* _What you need to do_
What lines below include the string "rounded"? Pick them out and copy them.

[Dataset entries]
//! Admin login page
//!
//! Shows why the visitor was sent here (`?error=session_expired` or
//! `?error=unauthorized`) and moves on to the dashboard after sign-in.

use leptos::prelude::*;
use leptos_router::components::A;
use leptos_router::hooks::use_query_map;

use crate::core::auth::SignOutReason;
use crate::ui::auth::{AuthState, LoginForm, navigate_to, use_auth_context};

const DASHBOARD_PATH: &str = "/admin";

/// Login page component
#[component]
pub fn LoginPage() -> impl IntoView {
    let auth = use_auth_context();
    let query = use_query_map();

    let reason = move || {
        query
            .with(|q| q.get("error"))
            .and_then(|value| SignOutReason::from_query(&value))
    };

    // Already signed in
    Effect::new(move |_| {
        if matches!(auth.state.get(), AuthState::Authenticated(_)) {
            navigate_to(DASHBOARD_PATH);
        }
    });

    let on_success = move |_| navigate_to(DASHBOARD_PATH);

    view! {
        <div class="min-h-screen bg-stone-50 flex flex-col">
            <header class="border-b border-stone-200">
                <div class="max-w-5xl mx-auto px-4 h-16 flex items-center">
                    <A href="/" attr:class="text-xl font-semibold text-stone-800">"Ever After Studio"</A>
                </div>
            </header>

            <main class="flex-1 flex items-center justify-center p-4">
                <div class="w-full max-w-md bg-white rounded-xl shadow p-6 space-y-4">
                    {move || {
                        reason().map(|reason| {
                            view! {
                                <div class="p-3 bg-amber-50 border border-amber-200 rounded-lg">
                                    <p class="text-sm text-amber-800">{reason.message()}</p>
                                </div>
                            }
                        })
                    }}
                    <LoginForm on_success=Callback::new(on_success) />
                </div>
            </main>
        </div>
    }
}
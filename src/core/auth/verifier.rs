//! Credential verification for the admin login

use std::sync::Arc;

use crate::core::db::UserStore;

use super::password::PasswordVerifier;
use super::principal::{Principal, normalize_email};
use super::service::AuthError;

/// Confirms an email/password pair belongs to an admin
#[derive(Clone)]
pub struct CredentialVerifier {
    users: Arc<dyn UserStore>,
    passwords: Arc<dyn PasswordVerifier>,
}

impl CredentialVerifier {
    pub fn new(users: Arc<dyn UserStore>, passwords: Arc<dyn PasswordVerifier>) -> Self {
        Self { users, passwords }
    }

    /// Unknown email and wrong password both yield
    /// [`AuthError::InvalidCredentials`]; a correct password on a non-admin
    /// account yields [`AuthError::NotAuthorized`].
    pub async fn verify(&self, email: &str, password: &str) -> Result<Principal, AuthError> {
        let email = normalize_email(email);

        let Some(record) = self.users.find_by_email(&email).await? else {
            // Spend the same hashing time as a real comparison
            let _ = self.passwords.verify(password, self.passwords.dummy_hash());
            return Err(AuthError::InvalidCredentials);
        };

        if !self.passwords.verify(password, &record.password_hash) {
            return Err(AuthError::InvalidCredentials);
        }

        if !record.principal.role.is_admin() {
            return Err(AuthError::NotAuthorized);
        }

        Ok(record.principal)
    }
}
//! Session countdown shown in the admin header

use leptos::prelude::*;

use super::context::use_auth_context;

#[component]
pub fn SessionStatusIndicator() -> impl IntoView {
    let auth = use_auth_context();

    view! {
        {move || {
            auth.status.get().map(|status| {
                let warn = status.time_remaining_minutes < 5;
                let text = if status.next_refresh_hint.starts_with("in ") {
                    format!("Session renews {}", status.next_refresh_hint)
                } else {
                    format!("Session: {}", status.next_refresh_hint)
                };
                view! {
                    <span
                        class="text-sm"
                        class:text-stone-500=!warn
                        class:text-amber-600=warn
                        title=format!("{} minutes left", status.time_remaining_minutes)
                    >
                        {text}
                    </span>
                }
            })
        }}
    }
}
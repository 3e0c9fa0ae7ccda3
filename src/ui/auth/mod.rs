//! Authentication UI module
//!
//! Login form, auth context and the components that keep an admin session
//! in sync with the server.

mod context;
mod login_form;
mod session_guard;
mod session_status;

pub use context::{
    AuthContext, AuthState, logout, navigate_to, provide_auth_context, sign_out_target,
    use_auth_context,
};
pub use login_form::LoginForm;
pub use session_guard::SessionGuard;
pub use session_status::SessionStatusIndicator;
//! Database models for the back office
//!
//! This module defines the database entity structs that map to PostgreSQL tables.

use chrono::{DateTime, Utc};
use serde::{Deserialize, Serialize};
use sqlx::FromRow;
use uuid::Uuid;

use crate::core::auth::principal::{Principal, Role, UserRecord};

// ============================================================================
// User Model
// ============================================================================

/// User entity as stored in the `users` table
#[derive(Debug, Clone, Serialize, Deserialize, FromRow)]
pub struct User {
    pub id: Uuid,
    pub email: String,
    #[serde(skip_serializing)]
    pub password_hash: String,
    pub display_name: String,
    pub role: String,
    pub created_at: DateTime<Utc>,
    pub updated_at: DateTime<Utc>,
}

impl User {
    /// Role parsed from the stored text column.
    ///
    /// Unknown values degrade to [`Role::User`] so a malformed row can never
    /// grant admin access.
    pub fn role(&self) -> Role {
        self.role.parse().unwrap_or(Role::User)
    }
}

impl From<User> for Principal {
    fn from(user: User) -> Self {
        let role = user.role();
        Self {
            id: user.id,
            email: user.email,
            display_name: user.display_name,
            role,
        }
    }
}

impl From<User> for UserRecord {
    fn from(user: User) -> Self {
        let password_hash = user.password_hash.clone();
        Self {
            principal: user.into(),
            password_hash,
        }
    }
}

/// User data for creation (password_hash must already be hashed)
#[derive(Debug, Clone, Deserialize)]
pub struct CreateUser {
    pub email: String,
    pub password_hash: String,
    pub display_name: String,
    pub role: Role,
}
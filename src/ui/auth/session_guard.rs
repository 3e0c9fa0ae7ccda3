//! Browser side of the session guard
//!
//! Starts the status poll loop while an admin session exists and stops it
//! when the session goes away or the component unmounts.

use leptos::prelude::*;

#[cfg(not(feature = "ssr"))]
use super::context::{AuthContext, fetch_status, logout, use_auth_context};
#[cfg(not(feature = "ssr"))]
use crate::core::auth::{
    DEFAULT_POLL_INTERVAL, GuardExit, GuardHandle, SessionStatus, Sleeper, StatusCheckError,
    StatusSource, guard_channel, run_guard,
};

/// Status source backed by the session endpoint; successful answers also
/// feed the countdown
#[cfg(not(feature = "ssr"))]
struct HttpStatusSource {
    ctx: AuthContext,
}

#[cfg(not(feature = "ssr"))]
impl StatusSource for HttpStatusSource {
    fn check(&self) -> impl std::future::Future<Output = Result<SessionStatus, StatusCheckError>> {
        let status = self.ctx.status;
        async move {
            let result = fetch_status().await;
            if let Ok(current) = &result {
                status.set(Some(current.clone()));
            }
            result
        }
    }
}

#[cfg(not(feature = "ssr"))]
struct BrowserSleeper;

#[cfg(not(feature = "ssr"))]
impl Sleeper for BrowserSleeper {
    fn sleep(&self, duration: std::time::Duration) -> impl std::future::Future<Output = ()> {
        gloo_timers::future::sleep(duration)
    }
}

/// Keeps the session status fresh and signs out once the server ends it.
/// Renders nothing.
#[component]
pub fn SessionGuard() -> impl IntoView {
    #[cfg(not(feature = "ssr"))]
    {
        use leptos::task::spawn_local;

        let auth = use_auth_context();
        let handle = StoredValue::new(None::<GuardHandle>);

        Effect::new(move |_| {
            if !auth.is_authenticated() {
                // Dropping the handle stops the loop
                handle.set_value(None);
                return;
            }
            if handle.with_value(Option::is_some) {
                return;
            }

            let (guard, stop) = guard_channel();
            handle.set_value(Some(guard));

            spawn_local(async move {
                let source = HttpStatusSource { ctx: auth };
                let exit = run_guard(&source, &BrowserSleeper, DEFAULT_POLL_INTERVAL, stop).await;

                if let GuardExit::SignOut(reason) = exit {
                    leptos::logging::log!("Session ended by the server, signing out");
                    logout(auth, Some(reason)).await;
                }
            });
        });

        on_cleanup(move || handle.set_value(None));
    }
}
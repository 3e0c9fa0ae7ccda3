//! Database module
//!
//! Connection pool, models, and repositories for persistent storage using
//! PostgreSQL and SQLx.

pub mod models;
pub mod pool;
pub mod repositories;

pub use models::*;
pub use pool::{DbConfig, DbError, create_pool};
pub use repositories::{InMemoryUserStore, UserRepository, UserStore, UserStoreError};

pub use sqlx::PgPool;
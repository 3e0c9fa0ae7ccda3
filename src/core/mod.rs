//! Server and shared domain logic for the admin area

pub mod auth;
#[cfg(feature = "ssr")]
pub mod config;
#[cfg(feature = "ssr")]
pub mod db;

* _Result of the exercise_
                <div class="w-full max-w-md bg-white rounded-xl shadow p-6 space-y-4">
                                <div class="p-3 bg-amber-50 border border-amber-200 rounded-lg">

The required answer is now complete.